= Exercise instructions =
Search the records below for the word "varargs". Copy each line where it occurs.

= Supplied material =
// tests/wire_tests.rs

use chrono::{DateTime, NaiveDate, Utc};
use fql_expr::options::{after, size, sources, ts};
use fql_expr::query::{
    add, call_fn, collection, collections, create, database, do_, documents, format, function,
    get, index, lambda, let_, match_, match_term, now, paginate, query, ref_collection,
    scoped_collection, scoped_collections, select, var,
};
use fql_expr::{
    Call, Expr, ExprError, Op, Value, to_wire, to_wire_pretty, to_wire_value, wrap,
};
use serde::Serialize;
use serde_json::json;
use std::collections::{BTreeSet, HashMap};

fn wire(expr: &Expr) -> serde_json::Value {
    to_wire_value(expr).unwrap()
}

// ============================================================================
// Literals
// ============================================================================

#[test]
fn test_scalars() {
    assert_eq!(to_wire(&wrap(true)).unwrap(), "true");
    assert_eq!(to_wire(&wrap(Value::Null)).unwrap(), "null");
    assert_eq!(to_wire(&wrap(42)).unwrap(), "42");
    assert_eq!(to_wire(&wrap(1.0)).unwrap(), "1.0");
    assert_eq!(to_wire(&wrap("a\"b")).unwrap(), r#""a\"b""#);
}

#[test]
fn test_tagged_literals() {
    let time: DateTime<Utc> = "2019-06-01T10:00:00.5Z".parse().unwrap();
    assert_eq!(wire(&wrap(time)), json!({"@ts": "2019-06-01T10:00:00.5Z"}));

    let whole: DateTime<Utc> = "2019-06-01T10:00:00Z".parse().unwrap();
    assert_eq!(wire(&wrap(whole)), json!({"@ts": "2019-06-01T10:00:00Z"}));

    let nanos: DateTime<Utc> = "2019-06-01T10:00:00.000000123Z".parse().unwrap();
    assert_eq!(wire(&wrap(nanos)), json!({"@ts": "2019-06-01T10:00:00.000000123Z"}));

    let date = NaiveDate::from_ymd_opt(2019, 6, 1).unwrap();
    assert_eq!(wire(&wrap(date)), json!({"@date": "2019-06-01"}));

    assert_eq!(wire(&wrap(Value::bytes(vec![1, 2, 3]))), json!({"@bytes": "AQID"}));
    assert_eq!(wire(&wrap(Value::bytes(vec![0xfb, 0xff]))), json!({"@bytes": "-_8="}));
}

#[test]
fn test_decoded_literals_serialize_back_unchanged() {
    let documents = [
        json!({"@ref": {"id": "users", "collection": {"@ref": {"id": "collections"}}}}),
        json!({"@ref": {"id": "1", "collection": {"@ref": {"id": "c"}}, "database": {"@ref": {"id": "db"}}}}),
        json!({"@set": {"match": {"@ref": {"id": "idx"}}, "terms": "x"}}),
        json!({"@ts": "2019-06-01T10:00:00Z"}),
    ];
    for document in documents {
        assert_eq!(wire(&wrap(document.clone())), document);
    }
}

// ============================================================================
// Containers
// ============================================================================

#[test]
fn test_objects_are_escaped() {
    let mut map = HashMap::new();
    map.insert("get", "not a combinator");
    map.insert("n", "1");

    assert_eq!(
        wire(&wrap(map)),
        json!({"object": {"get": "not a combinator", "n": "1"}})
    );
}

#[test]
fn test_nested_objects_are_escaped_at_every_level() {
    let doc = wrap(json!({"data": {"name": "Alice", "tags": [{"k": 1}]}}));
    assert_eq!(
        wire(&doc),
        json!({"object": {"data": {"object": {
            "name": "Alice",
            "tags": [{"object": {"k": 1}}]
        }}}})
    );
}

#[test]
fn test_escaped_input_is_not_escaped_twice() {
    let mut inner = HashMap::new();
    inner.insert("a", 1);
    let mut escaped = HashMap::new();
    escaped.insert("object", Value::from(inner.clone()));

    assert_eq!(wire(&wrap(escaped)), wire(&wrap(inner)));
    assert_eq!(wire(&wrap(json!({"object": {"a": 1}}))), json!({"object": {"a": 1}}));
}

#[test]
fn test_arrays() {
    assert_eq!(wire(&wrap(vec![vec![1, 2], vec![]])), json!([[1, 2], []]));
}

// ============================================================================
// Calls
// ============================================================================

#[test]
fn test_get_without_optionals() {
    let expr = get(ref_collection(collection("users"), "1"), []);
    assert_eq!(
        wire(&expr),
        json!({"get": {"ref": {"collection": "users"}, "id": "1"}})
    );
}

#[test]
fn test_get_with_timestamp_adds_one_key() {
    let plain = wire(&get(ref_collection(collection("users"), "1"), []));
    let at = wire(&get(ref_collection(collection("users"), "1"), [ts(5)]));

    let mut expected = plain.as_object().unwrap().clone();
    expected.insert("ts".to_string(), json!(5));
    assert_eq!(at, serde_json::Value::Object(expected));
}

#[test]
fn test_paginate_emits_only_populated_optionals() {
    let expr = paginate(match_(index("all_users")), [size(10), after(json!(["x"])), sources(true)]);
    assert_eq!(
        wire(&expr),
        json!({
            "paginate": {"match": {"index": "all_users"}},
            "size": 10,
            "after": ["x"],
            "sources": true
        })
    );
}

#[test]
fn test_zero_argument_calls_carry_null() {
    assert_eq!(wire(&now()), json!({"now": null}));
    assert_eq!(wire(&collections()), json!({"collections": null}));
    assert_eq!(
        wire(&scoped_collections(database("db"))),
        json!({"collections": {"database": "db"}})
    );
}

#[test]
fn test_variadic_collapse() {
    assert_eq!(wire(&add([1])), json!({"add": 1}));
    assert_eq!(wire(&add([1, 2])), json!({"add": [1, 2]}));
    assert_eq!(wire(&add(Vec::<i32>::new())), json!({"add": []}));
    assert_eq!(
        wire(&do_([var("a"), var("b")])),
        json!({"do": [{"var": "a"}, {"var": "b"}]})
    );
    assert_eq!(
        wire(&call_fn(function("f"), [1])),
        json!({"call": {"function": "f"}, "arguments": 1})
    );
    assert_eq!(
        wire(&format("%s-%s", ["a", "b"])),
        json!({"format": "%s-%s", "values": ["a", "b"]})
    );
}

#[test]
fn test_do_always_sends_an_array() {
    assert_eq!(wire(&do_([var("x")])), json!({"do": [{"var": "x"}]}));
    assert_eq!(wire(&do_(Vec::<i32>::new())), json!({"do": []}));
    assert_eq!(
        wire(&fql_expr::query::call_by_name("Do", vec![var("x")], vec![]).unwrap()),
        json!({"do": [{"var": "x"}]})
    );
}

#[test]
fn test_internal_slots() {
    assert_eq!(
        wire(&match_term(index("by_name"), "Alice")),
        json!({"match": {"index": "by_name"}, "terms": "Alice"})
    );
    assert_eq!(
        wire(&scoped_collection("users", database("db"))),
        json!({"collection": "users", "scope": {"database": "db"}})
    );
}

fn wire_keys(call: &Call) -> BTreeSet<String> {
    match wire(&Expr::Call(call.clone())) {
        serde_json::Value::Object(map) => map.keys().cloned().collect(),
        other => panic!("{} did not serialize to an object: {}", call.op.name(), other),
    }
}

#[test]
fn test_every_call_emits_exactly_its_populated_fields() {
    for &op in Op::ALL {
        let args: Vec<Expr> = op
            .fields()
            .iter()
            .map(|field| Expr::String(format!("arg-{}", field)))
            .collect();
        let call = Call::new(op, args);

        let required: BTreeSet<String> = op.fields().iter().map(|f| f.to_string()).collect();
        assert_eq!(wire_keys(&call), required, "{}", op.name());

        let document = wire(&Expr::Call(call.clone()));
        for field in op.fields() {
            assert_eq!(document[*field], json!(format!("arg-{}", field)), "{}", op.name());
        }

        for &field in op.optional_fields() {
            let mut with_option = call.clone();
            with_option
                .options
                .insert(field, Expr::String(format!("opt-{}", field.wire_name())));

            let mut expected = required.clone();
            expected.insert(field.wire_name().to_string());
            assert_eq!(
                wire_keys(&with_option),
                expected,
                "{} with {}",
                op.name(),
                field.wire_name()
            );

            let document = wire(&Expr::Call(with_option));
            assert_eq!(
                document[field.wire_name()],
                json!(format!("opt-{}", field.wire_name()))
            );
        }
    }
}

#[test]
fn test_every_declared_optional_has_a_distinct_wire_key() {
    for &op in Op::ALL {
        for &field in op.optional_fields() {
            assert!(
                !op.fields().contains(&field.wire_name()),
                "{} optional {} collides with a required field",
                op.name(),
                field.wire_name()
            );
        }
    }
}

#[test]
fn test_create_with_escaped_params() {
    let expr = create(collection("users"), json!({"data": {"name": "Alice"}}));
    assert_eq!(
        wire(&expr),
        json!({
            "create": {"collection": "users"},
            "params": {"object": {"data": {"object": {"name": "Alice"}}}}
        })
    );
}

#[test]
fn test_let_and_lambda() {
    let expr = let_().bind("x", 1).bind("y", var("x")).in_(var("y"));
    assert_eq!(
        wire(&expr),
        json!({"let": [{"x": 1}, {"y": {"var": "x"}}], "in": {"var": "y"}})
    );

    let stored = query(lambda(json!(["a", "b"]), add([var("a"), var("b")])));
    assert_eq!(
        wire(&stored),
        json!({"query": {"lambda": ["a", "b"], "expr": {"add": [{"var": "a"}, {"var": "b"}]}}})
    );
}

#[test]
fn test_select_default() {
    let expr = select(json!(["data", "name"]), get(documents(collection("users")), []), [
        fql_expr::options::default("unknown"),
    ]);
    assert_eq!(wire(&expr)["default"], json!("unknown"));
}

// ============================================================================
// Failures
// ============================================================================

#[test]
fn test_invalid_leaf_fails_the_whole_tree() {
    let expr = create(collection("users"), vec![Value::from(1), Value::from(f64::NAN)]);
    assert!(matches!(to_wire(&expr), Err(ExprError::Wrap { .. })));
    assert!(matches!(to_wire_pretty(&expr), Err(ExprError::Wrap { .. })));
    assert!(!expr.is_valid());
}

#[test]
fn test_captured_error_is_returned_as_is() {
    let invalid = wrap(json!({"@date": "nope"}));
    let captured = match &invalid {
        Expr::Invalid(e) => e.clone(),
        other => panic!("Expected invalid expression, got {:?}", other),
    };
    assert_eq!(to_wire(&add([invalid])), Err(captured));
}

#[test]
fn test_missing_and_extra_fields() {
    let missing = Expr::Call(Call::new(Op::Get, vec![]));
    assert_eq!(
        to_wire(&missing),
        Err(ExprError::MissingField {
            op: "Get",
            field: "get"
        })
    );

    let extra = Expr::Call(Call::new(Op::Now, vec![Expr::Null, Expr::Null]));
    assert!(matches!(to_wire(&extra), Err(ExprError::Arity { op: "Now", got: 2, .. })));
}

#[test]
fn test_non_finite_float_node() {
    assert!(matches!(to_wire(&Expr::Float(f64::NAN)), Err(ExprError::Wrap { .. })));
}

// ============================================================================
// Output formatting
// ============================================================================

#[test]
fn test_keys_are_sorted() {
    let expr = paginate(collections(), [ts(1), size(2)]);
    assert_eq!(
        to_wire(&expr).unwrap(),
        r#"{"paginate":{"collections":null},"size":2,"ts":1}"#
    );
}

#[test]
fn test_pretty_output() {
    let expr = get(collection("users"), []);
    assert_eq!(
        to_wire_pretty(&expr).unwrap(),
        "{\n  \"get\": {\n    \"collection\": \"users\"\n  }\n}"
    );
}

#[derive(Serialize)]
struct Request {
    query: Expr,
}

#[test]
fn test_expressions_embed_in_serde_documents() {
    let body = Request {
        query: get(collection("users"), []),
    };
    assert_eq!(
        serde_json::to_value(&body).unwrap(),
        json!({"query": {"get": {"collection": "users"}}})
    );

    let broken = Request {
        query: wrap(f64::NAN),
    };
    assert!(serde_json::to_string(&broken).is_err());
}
* * *
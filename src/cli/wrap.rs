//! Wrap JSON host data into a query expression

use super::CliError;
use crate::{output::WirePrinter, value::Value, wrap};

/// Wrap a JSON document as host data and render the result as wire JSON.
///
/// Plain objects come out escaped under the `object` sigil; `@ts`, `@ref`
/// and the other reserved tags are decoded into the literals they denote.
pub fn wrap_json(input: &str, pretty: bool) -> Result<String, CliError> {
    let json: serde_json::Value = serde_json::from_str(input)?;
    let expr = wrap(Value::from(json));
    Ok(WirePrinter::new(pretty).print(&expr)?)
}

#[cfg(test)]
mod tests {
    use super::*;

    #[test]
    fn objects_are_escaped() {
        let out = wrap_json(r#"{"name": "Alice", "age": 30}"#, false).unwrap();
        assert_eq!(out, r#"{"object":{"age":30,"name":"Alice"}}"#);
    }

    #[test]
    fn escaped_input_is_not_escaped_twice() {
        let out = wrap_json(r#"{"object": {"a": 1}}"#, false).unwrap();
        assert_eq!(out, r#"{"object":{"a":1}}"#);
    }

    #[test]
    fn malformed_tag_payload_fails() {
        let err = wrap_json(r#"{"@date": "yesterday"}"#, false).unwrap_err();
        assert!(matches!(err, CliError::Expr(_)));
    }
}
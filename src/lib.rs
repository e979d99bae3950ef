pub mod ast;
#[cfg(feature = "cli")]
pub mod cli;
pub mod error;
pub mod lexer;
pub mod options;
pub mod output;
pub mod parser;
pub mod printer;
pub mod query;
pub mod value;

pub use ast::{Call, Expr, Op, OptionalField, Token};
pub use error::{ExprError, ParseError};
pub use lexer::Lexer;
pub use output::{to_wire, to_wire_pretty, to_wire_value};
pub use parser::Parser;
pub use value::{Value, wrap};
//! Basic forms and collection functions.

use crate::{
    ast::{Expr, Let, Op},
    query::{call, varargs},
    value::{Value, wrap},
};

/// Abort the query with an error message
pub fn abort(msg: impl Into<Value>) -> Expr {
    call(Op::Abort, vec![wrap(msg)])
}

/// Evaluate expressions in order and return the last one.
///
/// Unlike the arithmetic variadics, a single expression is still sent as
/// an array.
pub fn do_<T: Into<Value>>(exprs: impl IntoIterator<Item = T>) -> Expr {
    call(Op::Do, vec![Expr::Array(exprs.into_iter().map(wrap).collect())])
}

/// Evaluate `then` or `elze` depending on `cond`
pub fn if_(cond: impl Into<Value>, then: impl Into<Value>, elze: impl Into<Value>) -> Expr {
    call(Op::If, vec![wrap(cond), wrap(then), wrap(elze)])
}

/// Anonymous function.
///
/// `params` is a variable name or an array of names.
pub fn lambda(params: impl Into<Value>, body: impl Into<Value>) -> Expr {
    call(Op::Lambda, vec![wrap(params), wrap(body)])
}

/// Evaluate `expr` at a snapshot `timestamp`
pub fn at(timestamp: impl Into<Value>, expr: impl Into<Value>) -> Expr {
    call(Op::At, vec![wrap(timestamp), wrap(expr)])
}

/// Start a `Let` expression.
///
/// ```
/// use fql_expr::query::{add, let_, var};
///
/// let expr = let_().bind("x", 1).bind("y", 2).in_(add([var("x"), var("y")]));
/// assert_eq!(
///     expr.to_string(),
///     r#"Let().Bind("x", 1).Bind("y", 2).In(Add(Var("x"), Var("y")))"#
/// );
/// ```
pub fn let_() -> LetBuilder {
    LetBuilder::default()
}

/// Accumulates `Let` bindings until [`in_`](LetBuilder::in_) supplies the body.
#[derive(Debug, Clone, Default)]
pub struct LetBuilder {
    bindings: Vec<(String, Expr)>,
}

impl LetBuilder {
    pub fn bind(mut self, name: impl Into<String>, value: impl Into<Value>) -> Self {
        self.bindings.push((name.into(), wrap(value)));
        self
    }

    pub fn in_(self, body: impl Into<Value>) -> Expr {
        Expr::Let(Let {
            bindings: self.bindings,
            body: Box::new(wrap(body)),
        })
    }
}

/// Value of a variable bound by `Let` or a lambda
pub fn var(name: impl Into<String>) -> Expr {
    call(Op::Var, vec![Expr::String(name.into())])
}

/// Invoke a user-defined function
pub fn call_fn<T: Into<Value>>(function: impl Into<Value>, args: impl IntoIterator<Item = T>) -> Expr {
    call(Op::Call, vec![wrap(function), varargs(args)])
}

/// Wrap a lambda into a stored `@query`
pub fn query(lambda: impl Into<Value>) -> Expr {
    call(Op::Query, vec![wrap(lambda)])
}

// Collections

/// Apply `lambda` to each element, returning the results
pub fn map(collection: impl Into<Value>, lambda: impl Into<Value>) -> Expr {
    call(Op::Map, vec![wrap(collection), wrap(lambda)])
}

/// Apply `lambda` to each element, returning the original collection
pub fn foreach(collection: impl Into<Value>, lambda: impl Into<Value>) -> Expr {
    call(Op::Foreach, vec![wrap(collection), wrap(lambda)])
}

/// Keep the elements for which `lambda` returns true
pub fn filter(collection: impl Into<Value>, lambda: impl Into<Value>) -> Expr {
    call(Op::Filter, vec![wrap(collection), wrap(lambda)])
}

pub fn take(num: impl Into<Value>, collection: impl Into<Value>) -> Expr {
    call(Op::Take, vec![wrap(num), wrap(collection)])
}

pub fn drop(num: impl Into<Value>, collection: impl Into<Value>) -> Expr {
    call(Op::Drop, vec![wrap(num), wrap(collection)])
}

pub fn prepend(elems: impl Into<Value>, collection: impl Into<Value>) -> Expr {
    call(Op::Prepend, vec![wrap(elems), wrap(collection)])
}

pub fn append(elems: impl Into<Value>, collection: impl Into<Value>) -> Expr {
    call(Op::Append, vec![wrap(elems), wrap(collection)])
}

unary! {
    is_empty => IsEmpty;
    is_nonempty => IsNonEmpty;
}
* * *
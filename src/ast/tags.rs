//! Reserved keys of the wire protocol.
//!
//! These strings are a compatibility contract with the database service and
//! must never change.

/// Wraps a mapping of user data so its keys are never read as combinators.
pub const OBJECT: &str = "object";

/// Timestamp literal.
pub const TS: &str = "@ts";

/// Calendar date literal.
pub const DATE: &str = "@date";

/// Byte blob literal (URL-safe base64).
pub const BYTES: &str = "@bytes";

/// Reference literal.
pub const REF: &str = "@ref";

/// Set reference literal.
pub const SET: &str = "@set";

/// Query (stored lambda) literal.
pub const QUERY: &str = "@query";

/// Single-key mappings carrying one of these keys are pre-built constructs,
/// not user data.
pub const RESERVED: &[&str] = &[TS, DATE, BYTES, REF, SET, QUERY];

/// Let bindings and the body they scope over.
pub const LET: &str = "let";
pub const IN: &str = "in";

= Written reply =
    query::{call, varargs},
    call(Op::Call, vec![wrap(function), varargs(args)])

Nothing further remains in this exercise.